Zuppa di pane alla cavolella e zucca

untitled-design-14ZUPPA DI PANE ALLA CAVOLELLA E ZUCCA.
Quando i primi freddi si fanno sentire una bella zuppetta calda diventa un toccasana, magari condita con del buon olio extravergine di oliva appena franto. L’autunno inoltrato è quella stagione in cui si possono assaporare tutte quelle verdure che, in lunga maturazione, sono ora a disposizione dei palati più fini. Prima dell’inizio delle ghiacciate il tiepido sole sembra annunci una nuova primavera e nei campi si vedono spuntare nuovamente le erbe ed insalate selvatiche. È l’epoca dello scoltellato, ma anche della burragine, della cicerbita, dell’erba cipollina, della cavolella.

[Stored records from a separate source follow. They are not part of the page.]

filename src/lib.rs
pub mod adapters;
pub mod config;
pub mod core;
pub mod domain;
pub mod utils;

pub use crate::adapters::gemini::GeminiClient;
pub use crate::config::{cli::LocalStorage, credentials::load_api_key, CliConfig};
pub use crate::core::{etl::EtlEngine, formatter::clean_response, pipeline::NewsPipeline};
pub use crate::utils::error::{EtlError, Result};
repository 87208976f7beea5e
use clap::Parser;
use market_news_etl::utils::error::exit_with_error;
use market_news_etl::utils::{logger, validation::Validate};
use market_news_etl::{load_api_key, CliConfig, EtlEngine, GeminiClient, LocalStorage, NewsPipeline};
use std::path::Path;

#[tokio::main(flavor = "current_thread")]
async fn main() {
    let config = CliConfig::parse();

    // 初始化日誌
    logger::init_logger(config.verbose, config.json_logs);

    tracing::info!("Starting market-news");
    if config.verbose {
        tracing::debug!("CLI config: {:?}", config);
    }

    // 驗證配置
    if let Err(e) = config.validate() {
        exit_with_error(&e);
    }

    // 缺少金鑰時直接結束，不會產生任何輸出檔
    let api_key = match load_api_key(config.env_file.as_deref().map(Path::new)) {
        Ok(key) => key,
        Err(e) => exit_with_error(&e),
    };

    let generator = match GeminiClient::new(&config.api_base, &config.model, api_key) {
        Ok(client) => client,
        Err(e) => exit_with_error(&e),
    };

    let monitor_enabled = config.monitor;
    if monitor_enabled {
        tracing::info!("🔍 System monitoring enabled");
    }

    let storage = LocalStorage::new(config.output_dir.clone());
    let pipeline = NewsPipeline::new(generator, storage, config);
    let engine = EtlEngine::new_with_monitoring(pipeline, monitor_enabled);

    match engine.run().await {
        Ok(report) => {
            tracing::info!(
                "✅ Saved {} lines at {}",
                report.line_count,
                report.completed_at.to_rfc3339()
            );
            println!("News saved successfully to {}", report.output_path);
        }
        Err(e) => exit_with_error(&e),
    }
}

I colori dell’autunno sono insuperabili, come a tavola i sapori che proprio in questa stagione si possono gustare. Ed ecco il vino novello in attesa del vin novo, l’olio fruttato con quel retrogusto di carciofo, e quel pizzicore che sembra scoppiettare nel palato. È davvero proprio il momento di gustare le tante zuppe che si possono fare con tutto quel ben di Dio a portata di mano.
Partendo dalla tradizione popolare e contadina della nostra cultura culinaria, che ha sempre viaggiato a braccetto con la povertà e l’ingegno, ecco di seguito descritto un piatto semplice nel fare, un piatto di riciclo del nostro povero pane avanzato, mescolato dai ritrovati aromi.

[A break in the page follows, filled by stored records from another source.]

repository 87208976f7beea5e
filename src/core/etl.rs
use crate::core::{LoadReport, Pipeline};
use crate::utils::error::Result;
use crate::utils::monitor::SystemMonitor;

pub struct EtlEngine<P: Pipeline> {
    pipeline: P,
    monitor: SystemMonitor,
}

impl<P: Pipeline> EtlEngine<P> {
    pub fn new(pipeline: P) -> Self {
        Self::new_with_monitoring(pipeline, false)
    }

    pub fn new_with_monitoring(pipeline: P, monitor_enabled: bool) -> Self {
        Self {
            pipeline,
            monitor: SystemMonitor::new(monitor_enabled),
        }
    }

    /// 依序執行 fetch → format → write；任一步失敗就不會寫檔
    pub async fn run(&self) -> Result<LoadReport> {
        tracing::info!("Starting news fetch");
        self.monitor.log_stats("Start");

        // Extract
        let raw = self.pipeline.extract().await?;
        tracing::info!("Fetched {} bytes from {}", raw.text.len(), raw.model);
        self.monitor.log_stats("Fetch");

        // Transform
        let document = self.pipeline.transform(raw).await?;
        tracing::info!("Formatted {} lines", document.line_count());
        self.monitor.log_stats("Format");

        // Load
        let report = self.pipeline.load(document).await?;
        tracing::info!(
            "Wrote {} bytes to {}",
            report.bytes_written,
            report.output_path
        );
        self.monitor.log_stats("Write");

        if self.monitor.is_enabled() {
            self.monitor.log_final_stats();
        }

        Ok(report)
    }
}

#[cfg(test)]
mod tests {
    use super::*;
    use crate::core::{RawCompletion, TextDocument};
    use crate::utils::error::EtlError;
    use std::sync::atomic::{AtomicBool, Ordering};
    use std::sync::Arc;

    struct StubPipeline {
        fail_extract: bool,
        loaded: Arc<AtomicBool>,
    }

    #[async_trait::async_trait]
    impl Pipeline for StubPipeline {
        async fn extract(&self) -> Result<RawCompletion> {
            if self.fail_extract {
                return Err(EtlError::EmptyUpstreamResponse {
                    model: "stub".to_string(),
                });
            }
            Ok(RawCompletion {
                text: "**Gold**".to_string(),
                model: "stub".to_string(),
            })
        }

        async fn transform(&self, raw: RawCompletion) -> Result<TextDocument> {
            Ok(crate::core::formatter::format_document(&raw.text))
        }

        async fn load(&self, document: TextDocument) -> Result<LoadReport> {
            self.loaded.store(true, Ordering::SeqCst);
            Ok(LoadReport {
                output_path: "stub.txt".to_string(),
                line_count: document.line_count(),
                bytes_written: document.to_file_contents().len(),
                completed_at: chrono::Utc::now(),
            })
        }
    }

    #[tokio::test]
    async fn test_run_executes_all_stages() {
        let loaded = Arc::new(AtomicBool::new(false));
        let engine = EtlEngine::new(StubPipeline {
            fail_extract: false,
            loaded: loaded.clone(),
        });

        let report = engine.run().await.unwrap();

        assert!(loaded.load(Ordering::SeqCst));
        assert_eq!(report.output_path, "stub.txt");
        assert_eq!(report.line_count, 1);
        assert_eq!(report.bytes_written, "Gold:\n".len());
    }

    #[tokio::test]
    async fn test_failed_extract_skips_load() {
        let loaded = Arc::new(AtomicBool::new(false));
        let engine = EtlEngine::new_with_monitoring(
            StubPipeline {
                fail_extract: true,
                loaded: loaded.clone(),
            },
            true,
        );

        let err = engine.run().await.unwrap_err();

        assert!(matches!(err, EtlError::EmptyUpstreamResponse { .. }));
        assert!(!loaded.load(Ordering::SeqCst));
    }
}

La preparazione inizia con fare il solito battuto di un cipollotto rosso, una carota, una costa di sedano, due spicchi d’agli e un ciuffetto di prezzemolo. Il battito deve essere fatto molto fine e messo a soffriggere nell’olio evo, con un cucchiaio di brodo vegetale (che avremo già preparato in un pentolino mettendo i soliti “odori” con un paio di pomodorini da brodo).

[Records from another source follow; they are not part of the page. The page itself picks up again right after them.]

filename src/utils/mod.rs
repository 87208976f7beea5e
pub mod error;
pub mod logger;
pub mod monitor;
pub mod validation;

Appena il tutto si imbiondisce metteremo la nostra zucca (circa 4 etti) tagliata a dadini (ovviamente mondata dalla buccia), allungando il liquido di cottura prima con una spruzzata di vino rosso e poi con una ramaiolata di brodo, ed infine grattugiando un poco di noce moscata.
Lasceremo con tranquillità cuocere la nostra verdura. Appena questa comincerà a disfarsi, metteremo nella pentola le sei o sette foglie di cavolella che, dopo averle ben lavate, verranno tagliate alla julienne. Appena cinque minuti dopo sarà la volta di immergere i nostri fagioli (3 etti da secco) lasciati a bagno per almeno una notte in un recipiente pieno d’acqua.
Allungheremo il nostro composto con del brodo ogni volta necessiti tenendo a mente che le verdure (tranne i fagioli) dovranno risultare in un liquido meno denso di uno yogurt, salate e pepate.
Quando finalmente la zucca sarà ridotta a poltiglia e i fagioli ben cotti, potremmo spegnere il fuoco e inserire nella zuppa del buon pane toscano raffermo, tagliato a dadini, lasciando che anch’esso si ammorbidisca e “coaguli” con tutto il resto.
Una leggera ribollitura e subito in tavola spruzzando con del buon olio extra vergine.
Questo piatto nella sua base è completamente vegetariano, chi non disdegna certa “contaminazione” può insaporire il tutto con un pezzo di cotenna di gota, o guancia (che alla fine verrà tolta). L’insaporimento “non ortodosso” potrà essere messo in parte subito insieme al soffritto, e in parte a metà cottura. In tal caso bisogna fare attenzione nell’aggiungere ulteriormente sale e pepe.
Le dosi proposte (che sono esclusivamente indicative) dovrebbero bastare per un buono assaggio proposto a sei persone.